When he wasn’t in his familiar number 42 race car, he promoted events throughout the area, and that’s where he really found his niche.

The one-and-only B.J. Parker.

OD: B.J. Parker was known as a very wise man. Do you have a favorite quote or saying of his?

LA: B.J. passed away back in 2011, but his sayings and quotes still rattle around in my head on almost a daily basis. One of my favorites was always, “When I started promoting racing, drivers loved their race cars more than anything and always found a way to race. Nowadays drivers have too many other things to do, so they don’t love their cars like they used to.”

I realize now that he’s right. Guys used to do everything that they could to get to the track each week, and now it seems like some just try to find reasons they can’t go.

You learn more listening than you do talking. – B.J. Parker

Another of my favorite quotes from B.J. was, “You learn more listening than you do talking.” Today more than ever I think we can all learn something from that.

Southern All Star Dirt Racing Series action at Smoky Mountain Speedway. (Michael Moats photo)

OD: When did you become involved with the series?

LA: I had a regional racing newspaper – called TAG (Tennessee Alabama Georgia) Racing News. We covered racing in the area, until 1988 when Sam Holbrook from Behind The Wheel bought me out.

In 1989, Ben Atkinson and B.J. Parker started the Southern All Star Asphalt Racing Series. They called and asked if I’d like to go work for the series because they knew I had a background in pavement racing. I worked for the asphalt tour until 1999. During that 10-year period, I only went to about a dozen or so dirt races.

Then, B.J. called me in 1999 and said he was scaling back his involvement with the dirt series due to his health and other factors. He wanted me to run the dirt series for him. At the time, I had no clue on exactly what I would need to do, but he told me that he knew I’d do great. Roughly 20 years later, and I’m still the series general manager, so I figure I’ve been doing something right.

OD: When did current owner, Matt Wagner buy the Southern All Stars? How did that situation come together?
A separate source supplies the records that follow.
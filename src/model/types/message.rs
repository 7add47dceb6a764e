use {
    chrono::{DateTime, Utc},
    relay_rpc::domain::Topic,
    serde::{Deserialize, Serialize},
    thiserror::Error,
};

/// Payload of one notification as shown to the user.
#[derive(Debug, Serialize, Deserialize, PartialEq, Eq, Clone)]
pub struct NotifyMessage {
    pub title: String,
    pub body: String,
    pub icon: Option<String>,
    pub url: Option<String>,
    /// Scope key of the subscription this message belongs to.
    pub r#type: String,
}

#[derive(Debug, Error, PartialEq, Eq)]
pub enum NotifyMessageError {
    #[error("Notification {0} cannot be empty")]
    Empty(&'static str),

    #[error("Notification {0} cannot be longer than {1} characters")]
    TooLong(&'static str, usize),
}

const MAX_TITLE_LEN: usize = 64;
const MAX_FIELD_LEN: usize = 255;

fn check_field(
    name: &'static str,
    value: &str,
    max_len: usize,
) -> Result<(), NotifyMessageError> {
    if value.is_empty() {
        return Err(NotifyMessageError::Empty(name));
    }
    if value.len() > max_len {
        return Err(NotifyMessageError::TooLong(name, max_len));
    }
    Ok(())
}

impl NotifyMessage {
    pub fn validate(&self) -> Result<(), NotifyMessageError> {
        check_field("type", &self.r#type, MAX_FIELD_LEN)?;
        check_field("title", &self.title, MAX_TITLE_LEN)?;
        check_field("body", &self.body, MAX_FIELD_LEN)?;
        if let Some(icon) = &self.icon {
            check_field("icon", icon, MAX_FIELD_LEN)?;
        }
        if let Some(url) = &self.url {
            check_field("url", url, MAX_FIELD_LEN)?;
        }
        Ok(())
    }
}

/// A received and verified notification, stored under its topic.
#[derive(Debug, Serialize, Deserialize, PartialEq, Eq, Clone)]
pub struct NotifyMessageRecord {
    /// Unique across the store, used for deletion and deduplication
    pub id: String,
    pub topic: Topic,
    pub message: NotifyMessage,
    pub published_at: DateTime<Utc>,
}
LA: B.J. Parker sold the tour in 2003 to Charles Roberts from Hoosier Tire. It, literally, all transpired during the course of a race night at the Dirt Track at Charlotte. Charles owned it until 2013 when he sold it to Matt Wagner. Matt had a background in asphalt racing and had been a long-time friend of mine. He’d mentioned before that he’d like to get involved in dirt racing, and then suddenly, one day he owned the Southern All Star Dirt Racing Series. He’s done a great job with it in the five or so years that he’s owned it.
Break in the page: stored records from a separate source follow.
use {
    chrono::Utc,
    once_cell::sync::Lazy,
    serde::{de::DeserializeOwned, Deserialize, Serialize},
    sha2::Sha256,
    std::sync::{
        atomic::{AtomicU64, Ordering},
        Arc,
    },
    thiserror::Error,
};

pub type MessageId = u64;

pub static JSON_RPC_VERSION: Lazy<Arc<str>> = Lazy::new(|| Arc::from("2.0"));

#[derive(Debug, Error)]
pub enum DecodeKeyError {
    #[error("Key is not hex: {0}")]
    Hex(#[from] hex::FromHexError),

    #[error("Key is shorter than 32 bytes")]
    TooShort,
}

pub fn decode_key(key: &str) -> Result<[u8; 32], DecodeKeyError> {
    let bytes = hex::decode(key)?;
    bytes
        .get(..32)
        .and_then(|bytes| bytes.try_into().ok())
        .ok_or(DecodeKeyError::TooShort)
}

/// X25519 agreement followed by HKDF-SHA256 with empty salt and info.
pub fn derive_key(
    public_key: &x25519_dalek::PublicKey,
    private_key: &x25519_dalek::StaticSecret,
) -> Result<[u8; 32], hkdf::InvalidLength> {
    let shared_key = private_key.diffie_hellman(public_key);

    let derived_key = hkdf::Hkdf::<Sha256>::new(None, shared_key.as_bytes());

    let mut expanded_key = [0u8; 32];
    derived_key.expand(b"", &mut expanded_key)?;
    Ok(expanded_key)
}

// Millisecond timestamp shifted left to leave room for a per-process counter,
// so ids stay unique and roughly ordered across restarts.
static MESSAGE_ID_COUNTER: AtomicU64 = AtomicU64::new(0);

pub fn next_message_id() -> MessageId {
    let millis = Utc::now().timestamp_millis().unsigned_abs();
    let counter = MESSAGE_ID_COUNTER.fetch_add(1, Ordering::Relaxed) & 0xff;
    (millis << 8) | counter
}

#[derive(Serialize, Deserialize, Debug)]
pub struct JsonRpcRequest<T> {
    pub id: MessageId,
    pub jsonrpc: Arc<str>,
    pub method: String,
    pub params: T,
}

impl<T> JsonRpcRequest<T> {
    pub fn new(method: &str, params: T) -> Self {
        Self {
            id: next_message_id(),
            jsonrpc: JSON_RPC_VERSION.clone(),
            method: method.to_owned(),
            params,
        }
    }
}

#[derive(Serialize, Deserialize, Debug)]
pub struct JsonRpcResponse<T> {
    pub id: MessageId,
    pub jsonrpc: Arc<str>,
    pub result: T,
}

impl<T> JsonRpcResponse<T> {
    pub fn new(id: MessageId, result: T) -> Self {
        Self {
            id,
            jsonrpc: JSON_RPC_VERSION.clone(),
            result,
        }
    }
}

#[derive(Serialize, Deserialize, Debug, Clone, PartialEq, Eq, Error)]
#[error("JSON-RPC error {code}: {message}")]
pub struct JsonRpcError {
    pub code: i64,
    pub message: String,
}

#[derive(Serialize, Deserialize, Debug)]
pub struct JsonRpcResponseError {
    pub id: MessageId,
    pub jsonrpc: Arc<str>,
    pub error: JsonRpcError,
}

impl JsonRpcResponseError {
    pub fn new(id: MessageId, error: JsonRpcError) -> Self {
        Self {
            id,
            jsonrpc: JSON_RPC_VERSION.clone(),
            error,
        }
    }
}

#[derive(Debug, Error)]
pub enum ResponseDecodeError {
    #[error("Response is not valid JSON-RPC: {0}")]
    Json(#[from] serde_json::Error),

    #[error("Peer answered with an error: {0}")]
    Rpc(JsonRpcError),
}

/// Parses either a result or an error response.
pub fn decode_response<T: DeserializeOwned>(
    bytes: &[u8],
) -> Result<JsonRpcResponse<T>, ResponseDecodeError> {
    let value = serde_json::from_slice::<serde_json::Value>(bytes)?;
    if value.get("error").is_some() {
        let response = serde_json::from_value::<JsonRpcResponseError>(value)?;
        return Err(ResponseDecodeError::Rpc(response.error));
    }
    Ok(serde_json::from_value(value)?)
}

#[derive(Serialize, Deserialize, Debug)]
#[serde(rename_all = "camelCase")]
pub struct ResponseAuth {
    pub response_auth: String,
}

#[derive(Serialize, Deserialize, Debug)]
#[serde(rename_all = "camelCase")]
pub struct NotifyWatchSubscriptions {
    pub watch_subscriptions_auth: String,
}

#[derive(Serialize, Deserialize, Debug)]
#[serde(rename_all = "camelCase")]
pub struct NotifySubscriptionsChanged {
    pub subscriptions_changed_auth: String,
}

#[derive(Serialize, Deserialize, Debug)]
#[serde(rename_all = "camelCase")]
pub struct NotifySubscribe {
    pub subscription_auth: String,
}

#[derive(Serialize, Deserialize, Debug)]
#[serde(rename_all = "camelCase")]
pub struct NotifyUpdate {
    pub update_auth: String,
}

#[derive(Serialize, Deserialize, Debug)]
#[serde(rename_all = "camelCase")]
pub struct NotifyDelete {
    pub delete_auth: String,
}

#[derive(Debug, Serialize, Deserialize)]
#[serde(rename_all = "camelCase")]
pub struct NotifyMessageAuth {
    pub message_auth: String,
}

#[cfg(test)]
mod tests {
    use {super::*, x25519_dalek::{PublicKey, StaticSecret}};

    #[test]
    fn both_sides_derive_the_same_key() {
        let a = StaticSecret::from([1u8; 32]);
        let b = StaticSecret::from([2u8; 32]);
        let ab = derive_key(&PublicKey::from(&b), &a).unwrap();
        let ba = derive_key(&PublicKey::from(&a), &b).unwrap();
        assert_eq!(ab, ba);
    }

    #[test]
    fn decode_key_lengths() {
        assert_eq!(decode_key(&"ab".repeat(32)).unwrap(), [0xab; 32]);
        assert!(matches!(
            decode_key(&"ab".repeat(31)),
            Err(DecodeKeyError::TooShort)
        ));
        assert!(matches!(decode_key("zz"), Err(DecodeKeyError::Hex(_))));
    }

    #[test]
    fn message_ids_are_unique() {
        let ids = (0..100).map(|_| next_message_id()).collect::<Vec<_>>();
        let mut deduped = ids.clone();
        deduped.sort_unstable();
        deduped.dedup();
        assert_eq!(deduped.len(), ids.len());
    }

    #[test]
    fn error_responses_are_surfaced() {
        let error = serde_json::to_vec(&JsonRpcResponseError::new(
            1,
            JsonRpcError {
                code: -32000,
                message: "nope".to_owned(),
            },
        ))
        .unwrap();
        assert!(matches!(
            decode_response::<ResponseAuth>(&error),
            Err(ResponseDecodeError::Rpc(JsonRpcError { code: -32000, .. }))
        ));

        let ok = serde_json::to_vec(&JsonRpcResponse::new(
            2,
            ResponseAuth {
                response_auth: "jwt".to_owned(),
            },
        ))
        .unwrap();
        let response = decode_response::<ResponseAuth>(&ok).unwrap();
        assert_eq!(response.id, 2);
        assert_eq!(response.result.response_auth, "jwt");
    }
}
I often laughingly tell people that I’ve been sold to every owner who has ever bought the series.

OD: Do you have an all-time favorite memory from a Southern All Star event?

LA: The final lap of the very first March Madness at Cherokee Speedway in 2003, with Duayne Hommel, Earl Pearson Jr., and Chris Madden, is forever burned into my memory. Hommel was running Third on the final lap and made a banzai move to go three-wide with Pearson Jr. and Madden coming to the checkers. Hommel ends up spinning all three of them, and Fourth-place Donnie Moran sneaks past for the win.

Duayne Hommel made the inaugural March Madness memorable with his last lap fireworks.

Hommel made them even madder, when after the race he said, “I came to run First, not Third.” Pearson Jr. and Madden thought the $10,000 First-place money should’ve been split between them, but I told them I couldn’t do that because Moran snuck past all of them for the win. It was quite the event.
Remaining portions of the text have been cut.